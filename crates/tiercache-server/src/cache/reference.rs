//! Reference tier: TTL cache in front of the upstream client.
//!
//! Each key is in one of three states:
//!
//! - `Empty`: no slot in the map.
//! - `Fetching`: a leader started an upstream fetch; later callers await
//!   the same shared future instead of issuing their own request.
//! - `Valid`: a payload with an expiry; reads past the expiry start a new
//!   fetch.
//!
//! Fetches run in their own task, so a caller that gives up does not
//! cancel the fetch for everyone else. Every fetch is tagged with a
//! generation; a completed fetch writes back only if its slot is still the
//! one it created. An invalidation that lands mid-fetch therefore wins:
//! the waiters get the fetched payload, but it is not cached.

use std::collections::HashMap;
use std::panic::AssertUnwindSafe;
use std::sync::Arc;
use std::sync::atomic::{AtomicU64, Ordering};
use std::time::Duration;

use dashmap::DashMap;
use dashmap::mapref::entry::Entry;
use futures::future::{BoxFuture, FutureExt, Shared};
use serde_json::Value;
use tiercache_core::{CacheError, CacheKey, Namespace, TenantId};
use tiercache_upstream::UpstreamClient;
use tokio::time::Instant;

use crate::metrics;

/// Shared read-only payload handed to every caller of the same fetch.
pub type Payload = Arc<Value>;

type SharedFetch = Shared<BoxFuture<'static, Result<Payload, CacheError>>>;

#[derive(Debug, Clone, Copy, PartialEq, Eq)]
pub enum EntryState {
    Empty,
    Fetching,
    Valid,
}

/// Successful reference lookup.
#[derive(Debug, Clone)]
pub struct ReferenceRead {
    pub payload: Payload,
    /// `true` when served from a valid entry without waiting on upstream.
    pub cache_hit: bool,
}

#[derive(Debug, Clone)]
struct ReferenceEntry {
    payload: Payload,
    expires_at: Instant,
}

enum Slot {
    Fetching { generation: u64, fetch: SharedFetch },
    Valid(ReferenceEntry),
}

/// Shortest TTL an entry can be given.
pub const MIN_TTL: Duration = Duration::from_millis(1);
/// Longest TTL an entry can be given; larger values are clamped.
pub const MAX_TTL: Duration = Duration::from_secs(7 * 24 * 60 * 60);

/// Per-namespace time-to-live, clamped to `MIN_TTL..=MAX_TTL`.
#[derive(Debug, Clone)]
pub struct TtlPolicy {
    default_ttl: Duration,
    per_namespace: HashMap<Namespace, Duration>,
}

impl Default for TtlPolicy {
    fn default() -> Self {
        Self::new(Duration::from_secs(180))
    }
}

impl TtlPolicy {
    pub fn new(default_ttl: Duration) -> Self {
        Self {
            default_ttl: default_ttl.clamp(MIN_TTL, MAX_TTL),
            per_namespace: HashMap::new(),
        }
    }

    pub fn with_namespace_ttl(mut self, namespace: impl Into<Namespace>, ttl: Duration) -> Self {
        self.per_namespace
            .insert(namespace.into(), ttl.clamp(MIN_TTL, MAX_TTL));
        self
    }

    pub fn ttl_for(&self, namespace: &Namespace) -> Duration {
        self.per_namespace
            .get(namespace)
            .copied()
            .unwrap_or(self.default_ttl)
    }
}

#[derive(Debug, Clone, Copy, Default, PartialEq, Eq)]
pub struct ReferenceStats {
    pub entries: usize,
    pub hits: u64,
    pub misses: u64,
    pub upstream_fetches: u64,
    pub coalesced_waits: u64,
    pub evictions: u64,
}

struct Inner {
    slots: DashMap<CacheKey, Slot>,
    upstream: Arc<dyn UpstreamClient>,
    ttl: TtlPolicy,
    fetch_timeout: Duration,
    next_generation: AtomicU64,
    hits: AtomicU64,
    misses: AtomicU64,
    upstream_fetches: AtomicU64,
    coalesced_waits: AtomicU64,
    evictions: AtomicU64,
}

/// TTL cache with single-flight upstream fetches. Cheap to clone.
#[derive(Clone)]
pub struct ReferenceStore {
    inner: Arc<Inner>,
}

impl ReferenceStore {
    pub fn new(upstream: Arc<dyn UpstreamClient>, ttl: TtlPolicy, fetch_timeout: Duration) -> Self {
        Self {
            inner: Arc::new(Inner {
                slots: DashMap::new(),
                upstream,
                ttl,
                fetch_timeout,
                next_generation: AtomicU64::new(1),
                hits: AtomicU64::new(0),
                misses: AtomicU64::new(0),
                upstream_fetches: AtomicU64::new(0),
                coalesced_waits: AtomicU64::new(0),
                evictions: AtomicU64::new(0),
            }),
        }
    }

    /// Read a record, fetching it at most once across concurrent callers.
    ///
    /// Every caller waiting on the same fetch observes the same outcome.
    /// On failure nothing is cached, so the next call retries upstream.
    pub async fn get(&self, key: &CacheKey) -> Result<ReferenceRead, CacheError> {
        let now = Instant::now();
        let namespace = key.namespace().as_str();

        // Hits only need the shard read lock.
        if let Some(slot) = self.inner.slots.get(key)
            && let Slot::Valid(entry) = &*slot
            && now < entry.expires_at
        {
            let payload = Arc::clone(&entry.payload);
            drop(slot);
            self.inner.hits.fetch_add(1, Ordering::Relaxed);
            metrics::record_cache_hit("reference", namespace);
            return Ok(ReferenceRead {
                payload,
                cache_hit: true,
            });
        }

        let fetch = match self.inner.slots.entry(key.clone()) {
            Entry::Occupied(mut occupied) => {
                let in_flight = match occupied.get() {
                    Slot::Valid(entry) if now < entry.expires_at => {
                        self.inner.hits.fetch_add(1, Ordering::Relaxed);
                        metrics::record_cache_hit("reference", namespace);
                        return Ok(ReferenceRead {
                            payload: Arc::clone(&entry.payload),
                            cache_hit: true,
                        });
                    }
                    Slot::Fetching { fetch, .. } => Some(fetch.clone()),
                    Slot::Valid(_) => None,
                };

                self.inner.misses.fetch_add(1, Ordering::Relaxed);
                metrics::record_cache_miss("reference", namespace);
                match in_flight {
                    Some(fetch) => {
                        self.inner.coalesced_waits.fetch_add(1, Ordering::Relaxed);
                        metrics::record_coalesced_wait(namespace);
                        tracing::trace!(key = %key, "joining in-flight fetch");
                        fetch
                    }
                    None => {
                        self.inner.evictions.fetch_add(1, Ordering::Relaxed);
                        tracing::debug!(key = %key, "reference entry expired, refetching");
                        let (generation, fetch) = self.start_fetch(key.clone());
                        occupied.insert(Slot::Fetching {
                            generation,
                            fetch: fetch.clone(),
                        });
                        fetch
                    }
                }
            }
            Entry::Vacant(vacant) => {
                self.inner.misses.fetch_add(1, Ordering::Relaxed);
                metrics::record_cache_miss("reference", namespace);
                let (generation, fetch) = self.start_fetch(key.clone());
                vacant.insert(Slot::Fetching {
                    generation,
                    fetch: fetch.clone(),
                });
                fetch
            }
        };

        let payload = fetch.await?;
        Ok(ReferenceRead {
            payload,
            cache_hit: false,
        })
    }

    /// Drop a key whatever its state. Returns whether a slot existed.
    ///
    /// A fetch in flight for the key keeps running for its waiters, but
    /// its result is discarded.
    pub fn invalidate(&self, key: &CacheKey) -> bool {
        let existed = self.inner.slots.remove(key).is_some();
        if existed {
            self.inner.evictions.fetch_add(1, Ordering::Relaxed);
        }
        tracing::debug!(key = %key, existed, "reference entry invalidated");
        existed
    }

    /// Drop every slot belonging to `tenant`.
    pub fn invalidate_tenant(&self, tenant: &TenantId) -> usize {
        let before = self.inner.slots.len();
        self.inner.slots.retain(|key, _| !key.belongs_to(tenant));
        let dropped = before.saturating_sub(self.inner.slots.len());
        self.inner
            .evictions
            .fetch_add(dropped as u64, Ordering::Relaxed);
        tracing::info!(tenant = %tenant, dropped, "reference entries invalidated for tenant");
        dropped
    }

    /// Remove expired entries. In-flight fetches are left alone.
    pub fn cleanup_expired(&self) -> usize {
        let now = Instant::now();
        let before = self.inner.slots.len();
        self.inner.slots.retain(|_, slot| match slot {
            Slot::Valid(entry) => now < entry.expires_at,
            Slot::Fetching { .. } => true,
        });
        let removed = before.saturating_sub(self.inner.slots.len());
        if removed > 0 {
            self.inner
                .evictions
                .fetch_add(removed as u64, Ordering::Relaxed);
            tracing::debug!(removed, "cleaned up expired reference entries");
        }
        metrics::set_cache_entries("reference", self.inner.slots.len());
        removed
    }

    /// Current state of a key. An expired entry still reports `Valid`
    /// until it is read or swept.
    pub fn state(&self, key: &CacheKey) -> EntryState {
        match self.inner.slots.get(key).as_deref() {
            None => EntryState::Empty,
            Some(Slot::Fetching { .. }) => EntryState::Fetching,
            Some(Slot::Valid(_)) => EntryState::Valid,
        }
    }

    pub fn len(&self) -> usize {
        self.inner.slots.len()
    }

    pub fn is_empty(&self) -> bool {
        self.inner.slots.is_empty()
    }

    pub fn stats(&self) -> ReferenceStats {
        ReferenceStats {
            entries: self.inner.slots.len(),
            hits: self.inner.hits.load(Ordering::Relaxed),
            misses: self.inner.misses.load(Ordering::Relaxed),
            upstream_fetches: self.inner.upstream_fetches.load(Ordering::Relaxed),
            coalesced_waits: self.inner.coalesced_waits.load(Ordering::Relaxed),
            evictions: self.inner.evictions.load(Ordering::Relaxed),
        }
    }

    /// Spawn the upstream fetch and wrap its handle in a shared future.
    /// Called with the key's shard lock held, before the slot is published.
    ///
    /// A fetch that panics or is cancelled releases its slot, so the next
    /// caller starts over instead of joining a dead fetch.
    fn start_fetch(&self, key: CacheKey) -> (u64, SharedFetch) {
        let generation = self.inner.next_generation.fetch_add(1, Ordering::Relaxed);
        let inner = Arc::clone(&self.inner);
        let task_key = key.clone();
        let handle = tokio::spawn(async move {
            match AssertUnwindSafe(inner.run_fetch(&task_key, generation))
                .catch_unwind()
                .await
            {
                Ok(result) => result,
                Err(_) => {
                    inner.release_slot(&task_key, generation);
                    tracing::error!(key = %task_key, "reference fetch panicked");
                    Err(CacheError::upstream("reference fetch panicked"))
                }
            }
        });

        let inner = Arc::clone(&self.inner);
        let fetch = async move {
            match handle.await {
                Ok(result) => result,
                Err(err) => {
                    inner.release_slot(&key, generation);
                    Err(CacheError::upstream(format!("fetch task failed: {err}")))
                }
            }
        }
        .boxed()
        .shared();
        (generation, fetch)
    }
}

impl Inner {
    async fn run_fetch(&self, key: &CacheKey, generation: u64) -> Result<Payload, CacheError> {
        self.upstream_fetches.fetch_add(1, Ordering::Relaxed);
        let started = Instant::now();

        let result = match tokio::time::timeout(self.fetch_timeout, self.upstream.fetch_record(key))
            .await
        {
            Ok(Ok(value)) => Ok(Arc::new(value)),
            Ok(Err(err)) => Err(err),
            Err(_) => Err(CacheError::timeout(key, self.fetch_timeout)),
        };

        let outcome = match &result {
            Ok(_) => "ok",
            Err(err) => err.kind(),
        };
        metrics::record_upstream_fetch(key.namespace().as_str(), outcome, started.elapsed());

        self.complete_fetch(key, generation, &result);
        result
    }

    /// Remove the slot if it still belongs to fetch `generation`.
    fn release_slot(&self, key: &CacheKey, generation: u64) -> bool {
        self.slots
            .remove_if(key, |_, slot| owns_slot(slot, generation))
            .is_some()
    }

    fn complete_fetch(&self, key: &CacheKey, generation: u64, result: &Result<Payload, CacheError>) {

        match result {
            Ok(payload) => {
                let Some(mut slot) = self.slots.get_mut(key) else {
                    tracing::debug!(key = %key, "key invalidated during fetch, result not cached");
                    return;
                };
                if !owns_slot(&*slot, generation) {
                    tracing::debug!(key = %key, "slot replaced during fetch, result not cached");
                    return;
                }
                let ttl = self.ttl.ttl_for(key.namespace());
                let now = Instant::now();
                *slot = Slot::Valid(ReferenceEntry {
                    payload: Arc::clone(payload),
                    expires_at: now.checked_add(ttl).unwrap_or(now + MIN_TTL),
                });
                drop(slot);
                tracing::debug!(key = %key, ttl_secs = ttl.as_secs(), "reference entry cached");
                metrics::set_cache_entries("reference", self.slots.len());
            }
            Err(err) => {
                self.release_slot(key, generation);
                match err {
                    CacheError::Timeout { timeout_ms, .. } => tracing::warn!(
                        key = %key,
                        timeout_ms,
                        "reference fetch timed out"
                    ),
                    other => tracing::warn!(
                        key = %key,
                        error = %other,
                        "reference fetch failed"
                    ),
                }
            }
        }
    }
}

fn owns_slot(slot: &Slot, generation: u64) -> bool {
    matches!(slot, Slot::Fetching { generation: current, .. } if *current == generation)
}
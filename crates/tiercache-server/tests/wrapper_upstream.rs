//! The cache runtime against a mocked Wrapper over HTTP.

use std::sync::Arc;
use std::time::Duration;

use serde_json::json;
use tiercache_core::{CacheError, CriticalValue, Namespace, TenantId};
use tiercache_server::CacheRuntime;
use tiercache_server::cache::{EntryState, ReferenceStore, TtlPolicy};
use tiercache_server::pubsub::InMemoryTransport;
use tiercache_upstream::{
    CircuitBreakerConfig, CircuitState, HttpUpstreamClient, RetryPolicy, UpstreamConfig,
    WrapperSeedSource,
};
use url::Url;
use wiremock::matchers::{method, path};
use wiremock::{Mock, MockServer, ResponseTemplate};

fn upstream_config(server: &MockServer) -> UpstreamConfig {
    UpstreamConfig::new(Url::parse(&server.uri()).unwrap())
        .with_request_timeout(Duration::from_millis(200))
        .with_retry(RetryPolicy::default().with_max_retries(2))
}

#[tokio::test]
async fn test_runtime_seeds_and_fetches_from_wrapper() {
    let server = MockServer::start().await;
    Mock::given(method("GET"))
        .and(path("/tenants/acme/critical"))
        .respond_with(ResponseTemplate::new(200).set_body_json(json!([{
            "tenant_id": "acme",
            "namespace": "credit-cost",
            "identifier": "crm.leads.create",
            "value": {"type": "number", "value": 3.0},
            "version": 1
        }])))
        .expect(1)
        .mount(&server)
        .await;
    Mock::given(method("GET"))
        .and(path("/tenants/acme/user-profile/user-456"))
        .respond_with(ResponseTemplate::new(200).set_body_json(json!({"name": "John"})))
        .expect(1)
        .mount(&server)
        .await;

    let config = upstream_config(&server);
    let seed = WrapperSeedSource::new(reqwest::Client::new(), config.base_url.clone());
    let upstream = Arc::new(HttpUpstreamClient::new(config).unwrap());
    let mut runtime = CacheRuntime::builder(upstream, Arc::new(InMemoryTransport::new()))
        .with_tenants([TenantId::new("acme")])
        .with_seed_source(Arc::new(seed))
        .build();

    let report = runtime.start().await.unwrap();
    assert_eq!(report.applied, 1);

    let router = runtime.router();
    let cost = router
        .get_critical_value("acme", Namespace::CREDIT_COST, "crm.leads.create")
        .unwrap();
    assert_eq!(cost, CriticalValue::Number(3.0));

    for _ in 0..3 {
        let read = router
            .get_reference_record("acme", Namespace::USER_PROFILE, "user-456")
            .await
            .unwrap();
        assert_eq!(read.payload["name"], "John");
    }

    runtime.shutdown().await;
}

#[tokio::test]
async fn test_store_deadline_opens_the_circuit() {
    let server = MockServer::start().await;
    Mock::given(method("GET"))
        .respond_with(
            ResponseTemplate::new(200)
                .set_body_json(json!({"name": "John"}))
                .set_delay(Duration::from_secs(2)),
        )
        .mount(&server)
        .await;

    let config = upstream_config(&server).with_circuit_breaker(Some(
        CircuitBreakerConfig::new()
            .with_failure_threshold(1)
            .with_recovery_timeout(Duration::from_secs(60)),
    ));
    let upstream = Arc::new(HttpUpstreamClient::new(config).unwrap());
    let store = ReferenceStore::new(
        upstream.clone(),
        TtlPolicy::new(Duration::from_secs(180)),
        Duration::from_millis(500),
    );
    let key = tiercache_core::CacheKey::new("acme", Namespace::USER_PROFILE, "user-456");

    let first = store.get(&key).await.unwrap_err();
    assert!(matches!(first, CacheError::Timeout { .. }), "got {first:?}");
    assert_eq!(store.state(&key), EntryState::Empty);

    let breaker = upstream.circuit_breaker().unwrap();
    assert!(matches!(breaker.state(), CircuitState::Open { .. }));
    let sent = server.received_requests().await.unwrap().len();
    assert!(sent <= 3, "sent {sent} requests");

    for _ in 0..2 {
        let err = store.get(&key).await.unwrap_err();
        assert!(err.to_string().contains("circuit breaker open"), "got {err:?}");
    }
    assert_eq!(server.received_requests().await.unwrap().len(), sent);
}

--- EXERCISE ---
Copy all the lines above that hold the string "waiters".

--- OUTPUT FOR THIS TASK ---
//! the waiters get the fetched payload, but it is not cached.
    /// A fetch in flight for the key keeps running for its waiters, but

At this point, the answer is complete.